## What you should do
Return the data below exactly, but only from the line containing "pub fn hash(&self)" through the line containing "pub fn signing_hash(&self)", with both of those lines included.

(Source records)
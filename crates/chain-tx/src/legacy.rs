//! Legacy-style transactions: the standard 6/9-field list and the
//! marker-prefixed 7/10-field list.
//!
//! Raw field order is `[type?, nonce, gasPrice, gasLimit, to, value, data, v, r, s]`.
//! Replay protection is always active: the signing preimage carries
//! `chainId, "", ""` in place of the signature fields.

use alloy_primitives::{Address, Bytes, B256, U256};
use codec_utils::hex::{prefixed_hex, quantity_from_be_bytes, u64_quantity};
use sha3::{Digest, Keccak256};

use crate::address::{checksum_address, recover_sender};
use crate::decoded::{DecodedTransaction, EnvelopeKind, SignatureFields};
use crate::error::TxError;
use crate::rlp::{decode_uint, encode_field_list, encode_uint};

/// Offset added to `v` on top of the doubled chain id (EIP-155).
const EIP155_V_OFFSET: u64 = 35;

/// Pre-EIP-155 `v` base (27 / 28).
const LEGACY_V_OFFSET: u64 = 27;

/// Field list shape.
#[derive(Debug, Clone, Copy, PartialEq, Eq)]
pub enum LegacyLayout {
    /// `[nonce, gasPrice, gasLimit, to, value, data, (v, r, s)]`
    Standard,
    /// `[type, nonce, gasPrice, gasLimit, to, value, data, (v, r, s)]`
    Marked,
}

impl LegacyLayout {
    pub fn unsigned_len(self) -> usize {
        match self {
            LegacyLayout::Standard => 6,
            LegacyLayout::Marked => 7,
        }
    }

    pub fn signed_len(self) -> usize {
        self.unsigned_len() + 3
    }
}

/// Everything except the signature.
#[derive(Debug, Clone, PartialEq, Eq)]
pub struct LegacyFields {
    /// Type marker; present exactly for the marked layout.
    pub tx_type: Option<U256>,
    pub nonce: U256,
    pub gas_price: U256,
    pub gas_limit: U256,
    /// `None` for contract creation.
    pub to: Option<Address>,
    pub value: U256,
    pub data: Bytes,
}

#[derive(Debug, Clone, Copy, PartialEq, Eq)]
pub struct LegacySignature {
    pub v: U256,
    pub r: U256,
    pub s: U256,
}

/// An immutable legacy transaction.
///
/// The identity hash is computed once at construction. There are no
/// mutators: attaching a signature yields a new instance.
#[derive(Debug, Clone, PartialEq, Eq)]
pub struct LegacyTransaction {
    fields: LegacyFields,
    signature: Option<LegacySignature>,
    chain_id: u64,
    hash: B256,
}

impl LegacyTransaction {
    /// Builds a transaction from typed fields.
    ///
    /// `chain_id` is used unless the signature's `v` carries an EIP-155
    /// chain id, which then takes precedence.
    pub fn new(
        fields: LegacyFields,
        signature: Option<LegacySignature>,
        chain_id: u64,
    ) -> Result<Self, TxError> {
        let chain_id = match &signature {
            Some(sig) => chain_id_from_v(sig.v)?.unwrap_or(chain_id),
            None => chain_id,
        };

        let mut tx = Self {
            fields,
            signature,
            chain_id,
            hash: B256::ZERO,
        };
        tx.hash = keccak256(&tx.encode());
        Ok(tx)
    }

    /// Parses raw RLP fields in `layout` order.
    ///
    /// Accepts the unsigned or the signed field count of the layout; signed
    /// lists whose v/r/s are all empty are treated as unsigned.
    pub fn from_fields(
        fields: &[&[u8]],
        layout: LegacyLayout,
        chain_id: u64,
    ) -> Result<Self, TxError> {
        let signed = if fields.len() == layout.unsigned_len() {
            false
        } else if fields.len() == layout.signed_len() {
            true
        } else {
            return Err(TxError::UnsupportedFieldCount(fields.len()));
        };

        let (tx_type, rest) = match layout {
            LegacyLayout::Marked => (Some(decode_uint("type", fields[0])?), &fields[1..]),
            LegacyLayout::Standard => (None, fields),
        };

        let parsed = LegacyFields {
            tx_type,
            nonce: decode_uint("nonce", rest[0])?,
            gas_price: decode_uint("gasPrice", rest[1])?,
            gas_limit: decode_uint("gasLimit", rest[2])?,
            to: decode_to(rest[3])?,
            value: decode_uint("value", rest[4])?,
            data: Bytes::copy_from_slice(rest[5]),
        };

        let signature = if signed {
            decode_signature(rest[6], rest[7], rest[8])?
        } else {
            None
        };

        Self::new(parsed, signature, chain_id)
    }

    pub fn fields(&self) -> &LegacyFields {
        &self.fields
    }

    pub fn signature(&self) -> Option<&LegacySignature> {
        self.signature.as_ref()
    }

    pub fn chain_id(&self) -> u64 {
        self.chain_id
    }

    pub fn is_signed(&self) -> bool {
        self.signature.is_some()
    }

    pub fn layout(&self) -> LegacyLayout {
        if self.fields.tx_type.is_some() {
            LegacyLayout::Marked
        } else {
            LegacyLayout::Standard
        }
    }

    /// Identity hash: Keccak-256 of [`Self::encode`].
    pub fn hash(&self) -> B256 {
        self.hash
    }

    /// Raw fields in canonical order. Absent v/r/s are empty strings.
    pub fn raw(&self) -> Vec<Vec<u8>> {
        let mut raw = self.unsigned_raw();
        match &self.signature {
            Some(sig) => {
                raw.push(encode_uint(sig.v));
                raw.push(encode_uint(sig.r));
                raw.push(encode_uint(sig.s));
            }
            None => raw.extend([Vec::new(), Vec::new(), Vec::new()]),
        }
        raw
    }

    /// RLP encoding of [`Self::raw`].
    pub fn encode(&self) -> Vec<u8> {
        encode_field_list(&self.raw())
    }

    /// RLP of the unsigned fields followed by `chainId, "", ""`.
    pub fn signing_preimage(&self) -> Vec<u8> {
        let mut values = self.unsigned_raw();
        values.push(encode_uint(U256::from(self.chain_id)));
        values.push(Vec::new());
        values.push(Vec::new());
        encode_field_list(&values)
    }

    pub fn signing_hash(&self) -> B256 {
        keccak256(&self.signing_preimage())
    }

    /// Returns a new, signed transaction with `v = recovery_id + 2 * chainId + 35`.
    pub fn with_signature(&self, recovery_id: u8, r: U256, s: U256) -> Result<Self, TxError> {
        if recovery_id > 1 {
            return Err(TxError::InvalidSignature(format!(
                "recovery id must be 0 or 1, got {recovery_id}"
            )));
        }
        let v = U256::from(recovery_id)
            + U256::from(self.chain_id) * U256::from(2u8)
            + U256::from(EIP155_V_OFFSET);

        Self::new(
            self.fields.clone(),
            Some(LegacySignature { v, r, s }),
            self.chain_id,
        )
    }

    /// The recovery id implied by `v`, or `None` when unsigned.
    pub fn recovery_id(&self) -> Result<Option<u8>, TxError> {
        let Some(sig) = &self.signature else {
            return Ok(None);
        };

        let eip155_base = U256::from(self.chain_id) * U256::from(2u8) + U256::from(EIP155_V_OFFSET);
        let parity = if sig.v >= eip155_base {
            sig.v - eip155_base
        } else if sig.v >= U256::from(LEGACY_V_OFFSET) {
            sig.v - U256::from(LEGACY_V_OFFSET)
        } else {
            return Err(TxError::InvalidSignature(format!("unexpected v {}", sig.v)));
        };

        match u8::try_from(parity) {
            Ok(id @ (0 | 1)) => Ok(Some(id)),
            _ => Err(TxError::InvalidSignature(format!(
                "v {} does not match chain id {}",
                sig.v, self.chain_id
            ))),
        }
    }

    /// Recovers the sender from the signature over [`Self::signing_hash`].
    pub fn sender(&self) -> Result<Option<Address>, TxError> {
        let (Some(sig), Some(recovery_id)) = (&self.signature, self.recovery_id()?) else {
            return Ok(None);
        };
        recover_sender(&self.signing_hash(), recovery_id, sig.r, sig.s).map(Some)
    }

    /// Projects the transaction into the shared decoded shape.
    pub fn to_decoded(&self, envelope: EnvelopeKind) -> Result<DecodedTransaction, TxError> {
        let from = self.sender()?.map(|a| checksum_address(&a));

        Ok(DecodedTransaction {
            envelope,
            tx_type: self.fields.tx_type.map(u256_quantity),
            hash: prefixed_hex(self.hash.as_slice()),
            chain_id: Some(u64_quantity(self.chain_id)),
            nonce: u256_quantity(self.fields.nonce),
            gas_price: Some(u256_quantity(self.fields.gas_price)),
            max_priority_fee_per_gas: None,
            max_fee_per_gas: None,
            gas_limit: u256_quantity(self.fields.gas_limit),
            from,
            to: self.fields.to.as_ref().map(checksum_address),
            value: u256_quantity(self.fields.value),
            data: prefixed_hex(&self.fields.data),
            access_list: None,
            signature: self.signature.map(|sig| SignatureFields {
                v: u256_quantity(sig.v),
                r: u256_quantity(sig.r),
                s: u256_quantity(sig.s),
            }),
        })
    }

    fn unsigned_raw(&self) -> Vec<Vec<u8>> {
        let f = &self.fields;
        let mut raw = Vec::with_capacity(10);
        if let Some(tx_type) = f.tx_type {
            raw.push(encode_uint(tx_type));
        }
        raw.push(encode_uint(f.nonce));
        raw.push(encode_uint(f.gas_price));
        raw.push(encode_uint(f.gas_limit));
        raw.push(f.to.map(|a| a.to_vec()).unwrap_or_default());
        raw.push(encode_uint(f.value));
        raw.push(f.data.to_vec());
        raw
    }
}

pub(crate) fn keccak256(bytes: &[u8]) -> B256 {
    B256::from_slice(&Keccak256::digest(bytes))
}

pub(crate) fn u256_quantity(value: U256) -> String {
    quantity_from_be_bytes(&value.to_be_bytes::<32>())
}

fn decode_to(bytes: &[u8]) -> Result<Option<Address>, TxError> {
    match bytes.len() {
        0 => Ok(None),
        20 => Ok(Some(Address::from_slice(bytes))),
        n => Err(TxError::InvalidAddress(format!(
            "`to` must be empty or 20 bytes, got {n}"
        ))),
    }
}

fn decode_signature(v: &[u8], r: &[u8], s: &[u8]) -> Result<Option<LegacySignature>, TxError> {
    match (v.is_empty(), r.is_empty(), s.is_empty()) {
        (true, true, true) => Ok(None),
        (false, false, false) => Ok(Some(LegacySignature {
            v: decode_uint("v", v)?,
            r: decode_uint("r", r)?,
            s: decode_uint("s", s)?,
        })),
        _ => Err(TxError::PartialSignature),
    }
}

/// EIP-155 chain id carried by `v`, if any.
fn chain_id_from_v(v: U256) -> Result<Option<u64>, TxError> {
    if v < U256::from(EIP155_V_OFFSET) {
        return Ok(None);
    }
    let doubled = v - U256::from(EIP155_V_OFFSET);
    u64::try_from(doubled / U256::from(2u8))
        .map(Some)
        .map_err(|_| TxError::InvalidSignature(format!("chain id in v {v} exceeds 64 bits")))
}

## Result for this exercise
    pub fn hash(&self) -> B256 {
        self.hash
    }

    /// Raw fields in canonical order. Absent v/r/s are empty strings.
    pub fn raw(&self) -> Vec<Vec<u8>> {
        let mut raw = self.unsigned_raw();
        match &self.signature {
            Some(sig) => {
                raw.push(encode_uint(sig.v));
                raw.push(encode_uint(sig.r));
                raw.push(encode_uint(sig.s));
            }
            None => raw.extend([Vec::new(), Vec::new(), Vec::new()]),
        }
        raw
    }

    /// RLP encoding of [`Self::raw`].
    pub fn encode(&self) -> Vec<u8> {
        encode_field_list(&self.raw())
    }

    /// RLP of the unsigned fields followed by `chainId, "", ""`.
    pub fn signing_preimage(&self) -> Vec<u8> {
        let mut values = self.unsigned_raw();
        values.push(encode_uint(U256::from(self.chain_id)));
        values.push(Vec::new());
        values.push(Vec::new());
        encode_field_list(&values)
    }

    pub fn signing_hash(&self) -> B256 {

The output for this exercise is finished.